The records below hold a stretch from the line with "tracing_subscriber::fmt().with_env_filter(filter).init();" through the line with "Build application state"; return exactly those lines, ends included, and nothing more.

> **Stored items**
+===+
use axum::Json;
use axum::http::StatusCode;
use axum::response::{IntoResponse, Response};
use serde_json::json;
use thiserror::Error;

/// Errors surfaced to API clients.
///
/// Upstream failures are logged in full where they happen; the variant only
/// carries the message that is safe to show a client.
#[derive(Debug, Error)]
pub enum AppError {
    #[error("Upstream error: {0}")]
    Upstream(String),

    #[error("Not found: {0}")]
    NotFound(String),

    #[error("Validation error: {0}")]
    Validation(String),
}

impl AppError {
    pub fn status_code(&self) -> StatusCode {
        match self {
            AppError::Upstream(_) => StatusCode::BAD_GATEWAY,
            AppError::NotFound(_) => StatusCode::NOT_FOUND,
            AppError::Validation(_) => StatusCode::BAD_REQUEST,
        }
    }
}

impl IntoResponse for AppError {
    fn into_response(self) -> Response {
        let status = self.status_code();
        let message = match self {
            AppError::Upstream(msg) | AppError::NotFound(msg) | AppError::Validation(msg) => msg,
        };

        let body = json!({ "message": message });
        (status, Json(body)).into_response()
    }
}
//! Shared application state for the Axum API server.

use messari_client::{MessariClient, UpstreamError};
use messari_common::config::AppConfig;
use messari_engine::AggregationSettings;

/// Application state shared across all route handlers via Axum `State`.
#[derive(Clone)]
pub struct AppState {
    pub messari: MessariClient,
    pub aggregation: AggregationSettings,
    pub config: AppConfig,
}

impl AppState {
    pub fn new(messari: MessariClient, config: AppConfig) -> Self {
        Self {
            messari,
            aggregation: AggregationSettings::from_config(&config),
            config,
        }
    }

    /// Build the upstream client from `config` and wrap both into state.
    pub fn from_config(config: AppConfig) -> Result<Self, UpstreamError> {
        let messari = MessariClient::from_config(&config)?;
        Ok(Self::new(messari, config))
    }
}
//! Selection policy — decides which listed assets enter an aggregate.
//!
//! With a tag and/or sector filter, an asset is selected when every given
//! filter matches exactly (case-sensitive). Without filters, an asset is
//! selected when its market cap reaches the configured floor.
//!
//! The unfiltered mode relies on upstream pages being sorted by descending
//! market cap: the first asset under the floor ends the scan of its page,
//! although later pages are still fetched. An unsorted page therefore loses
//! qualifying assets that follow the first small one. The early exit can be
//! turned off through `AggregationSettings::stop_on_first_below_threshold`.

use messari_common::types::Asset;

use crate::aggregator::AggregationSettings;

/// Optional tag and sector filters for one aggregation request.
#[derive(Debug, Clone, Default, PartialEq, Eq)]
pub struct FilterCriteria {
    tag: Option<String>,
    sector: Option<String>,
}

impl FilterCriteria {
    /// Build criteria from raw query values. Empty strings count as absent.
    pub fn new(tag: Option<String>, sector: Option<String>) -> Self {
        Self {
            tag: tag.filter(|t| !t.is_empty()),
            sector: sector.filter(|s| !s.is_empty()),
        }
    }

    pub fn tag(&self) -> Option<&str> {
        self.tag.as_deref()
    }

    pub fn sector(&self) -> Option<&str> {
        self.sector.as_deref()
    }

    /// Neither a tag nor a sector was requested.
    pub fn is_unfiltered(&self) -> bool {
        self.tag.is_none() && self.sector.is_none()
    }

    /// Whether `asset` satisfies every filter that is set.
    pub fn matches(&self, asset: &Asset) -> bool {
        let tag_ok = self.tag.as_deref().is_none_or(|tag| asset.tag() == Some(tag));
        let sector_ok = self
            .sector
            .as_deref()
            .is_none_or(|sector| asset.sector() == Some(sector));
        tag_ok && sector_ok
    }
}

/// Outcome of evaluating one asset.
#[derive(Debug, Clone, Copy, PartialEq, Eq)]
pub enum Selection {
    Take,
    Skip,
    /// Skip this asset and the rest of its page.
    StopPage,
}

/// Criteria bound to the thresholds they are evaluated with.
#[derive(Debug, Clone)]
pub struct SelectionPolicy<'a> {
    criteria: &'a FilterCriteria,
    min_market_cap_usd: f64,
    stop_on_first_below_threshold: bool,
}

impl<'a> SelectionPolicy<'a> {
    pub fn new(criteria: &'a FilterCriteria, settings: &AggregationSettings) -> Self {
        Self {
            criteria,
            min_market_cap_usd: settings.min_market_cap_usd,
            stop_on_first_below_threshold: settings.stop_on_first_below_threshold,
        }
    }

    pub fn evaluate(&self, asset: &Asset) -> Selection {
        if !self.criteria.is_unfiltered() {
            return if self.criteria.matches(asset) {
                Selection::Take
            } else {
                Selection::Skip
            };
        }

        if asset.market_cap_usd() >= self.min_market_cap_usd {
            Selection::Take
        } else if self.stop_on_first_below_threshold {
            Selection::StopPage
        } else {
            Selection::Skip
        }
    }
}
//! Messari relay API server binary entrypoint.

use std::time::Duration;

use axum::http::StatusCode;
use tower_http::cors::CorsLayer;
use tower_http::timeout::TimeoutLayer;
use tower_http::trace::TraceLayer;
use tracing_subscriber::EnvFilter;

use messari_common::config::AppConfig;

use messari_api::routes::create_router;
use messari_api::state::AppState;

#[tokio::main]
async fn main() -> anyhow::Result<()> {
    // Pick up RUST_LOG / LOG_FORMAT from .env before the subscriber reads them
    dotenvy::dotenv().ok();

    // Initialize tracing
    let filter = EnvFilter::try_from_default_env().unwrap_or_else(|_| {
        EnvFilter::new(
            "messari_api=debug,messari_engine=debug,messari_client=debug,tower_http=debug",
        )
    });
    if std::env::var("LOG_FORMAT").is_ok_and(|format| format.eq_ignore_ascii_case("json")) {
        tracing_subscriber::fmt().with_env_filter(filter).json().init();
    } else {
        tracing_subscriber::fmt().with_env_filter(filter).init();
    }

    tracing::info!("Starting Messari relay API server...");

    // Load configuration
    let config = AppConfig::from_env()?;
    let addr = config.api_listen_addr;
    let request_timeout = Duration::from_secs(config.request_timeout_secs);

    // Build application state
    let state = AppState::from_config(config)?;
    tracing::info!(
        upstream = %state.config.messari_base_url,
        page_size = state.aggregation.page_size,
        min_market_cap_usd = state.aggregation.min_market_cap_usd,
        "Messari client ready"
    );

    // Build router
    let app = create_router(state)
        .layer(TimeoutLayer::with_status_code(
            StatusCode::REQUEST_TIMEOUT,
            request_timeout,
        ))
        .layer(TraceLayer::new_for_http())
        .layer(CorsLayer::permissive());

    // Start server
    tracing::info!("API server listening on {}", addr);

    let listener = tokio::net::TcpListener::bind(addr).await?;
    axum::serve(listener, app)
        .with_graceful_shutdown(shutdown_signal())
        .await?;

    tracing::info!("Messari relay API server stopped.");
    Ok(())
}

async fn shutdown_signal() {
    if let Err(e) = tokio::signal::ctrl_c().await {
        // Without a signal handler, keep serving until the process is killed
        tracing::error!(error = %e, "Failed to listen for shutdown signal");
        std::future::pending::<()>().await;
    }
    tracing::info!("Received shutdown signal, stopping gracefully...");
}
+===+
> **REPLY**
        tracing_subscriber::fmt().with_env_filter(filter).init();
    }

    tracing::info!("Starting Messari relay API server...");

    // Load configuration
    let config = AppConfig::from_env()?;
    let addr = config.api_listen_addr;
    let request_timeout = Duration::from_secs(config.request_timeout_secs);

    // Build application state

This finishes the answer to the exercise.